Abone olBirgün Gazetesi'nden Kemal Aktaş ve Ömer Leventoğlu'nun haberine göre, Yeni Maden Yasa Tasarısı ile maden kaynakları yabancı yatırımcılara açıldı. Devlet yabancı yatırımcı için maden sahasını 'kamu yararı' gerekçesiyle istimlak edebilecek.
Yabancılar artık ormanlar, sit alanları, milli parklar, tarihsel ve kültürel alanlarda maden araması yapbilecekler. Bu aramalarda çevre raporu da istenmeyecek.
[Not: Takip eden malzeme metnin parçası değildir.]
use crate::constants::SYSTEM_DEFAULT_SCHEME;
use crate::rules::{KeywordSet, Scheme};
use once_cell::sync::Lazy;
use serde_json::json;
use std::collections::HashMap;
use tracing::debug;

/// Selects one scheme for a subject, in declared order.
///
/// Pass 1 (specific): the first active scheme whose keyword list has any
/// case-insensitive substring hit against `subject_text` wins. When a keyword
/// misses the text and a `category` is present, keyword equality against the
/// category also counts as a hit.
///
/// Pass 2 (fallback): the first active scheme with an empty keyword list.
///
/// Returns `None` when neither pass yields a scheme; the caller decides
/// whether to apply the compiled-in system default. Order is priority: the
/// first match wins, never the "best" one.
pub fn match_scheme<'a>(
    subject_text: &str,
    category: Option<&str>,
    schemes: &'a [Scheme],
) -> Option<&'a Scheme> {
    let subject = subject_text.to_lowercase();
    let category = category.map(|c| c.trim().to_lowercase());

    // Pass 1: specific match
    for scheme in schemes.iter().filter(|s| s.active) {
        if scheme.keywords.is_empty() {
            continue;
        }
        for keyword in scheme.keywords.iter() {
            let kw = keyword.to_lowercase();
            if subject.contains(&kw) {
                debug!(scheme = %scheme.name, keyword, "keyword hit on subject text");
                return Some(scheme);
            }
            if let Some(cat) = &category {
                if &kw == cat {
                    debug!(scheme = %scheme.name, keyword, "keyword hit on category");
                    return Some(scheme);
                }
            }
        }
    }

    // Pass 2: fallback match
    schemes.iter().find(|s| s.active && s.keywords.is_empty())
}

/// Compiled-in last-resort scheme, distinct from anything configurable. The
/// dispatcher applies it only when `match_scheme` returns `None`.
pub static DEFAULT_SCHEME: Lazy<Scheme> = Lazy::new(|| {
    let mut action_params = HashMap::new();
    action_params.insert("filter_groups".to_string(), json!(["完结洗版"]));
    action_params.insert("downloader".to_string(), json!("qb完结"));
    action_params.insert("quality".to_string(), json!("WEB-DL"));
    action_params.insert("sites".to_string(), json!([]));
    Scheme {
        name: SYSTEM_DEFAULT_SCHEME.to_string(),
        active: true,
        keywords: KeywordSet::default(),
        category_filter: None,
        action_params,
    }
});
Meclis'te sessiz sedasız kabul edilerek Köşk'e gönderilen Maden Yasa Tasarısı, yabancılara karşı direnişlerle hafızalara kazınan Bergama köylüleri de dahil, yabancıların önündeki bütün engelleri kaldırdı. Tasarı ile birlikte, maden kaynaklarının yoğunlaştığı orman alanları başta olmak üzere, sit alanları, milli parklar, kaplıcalar, tarihsel ve kültürel alanlar yabancılara açılacak.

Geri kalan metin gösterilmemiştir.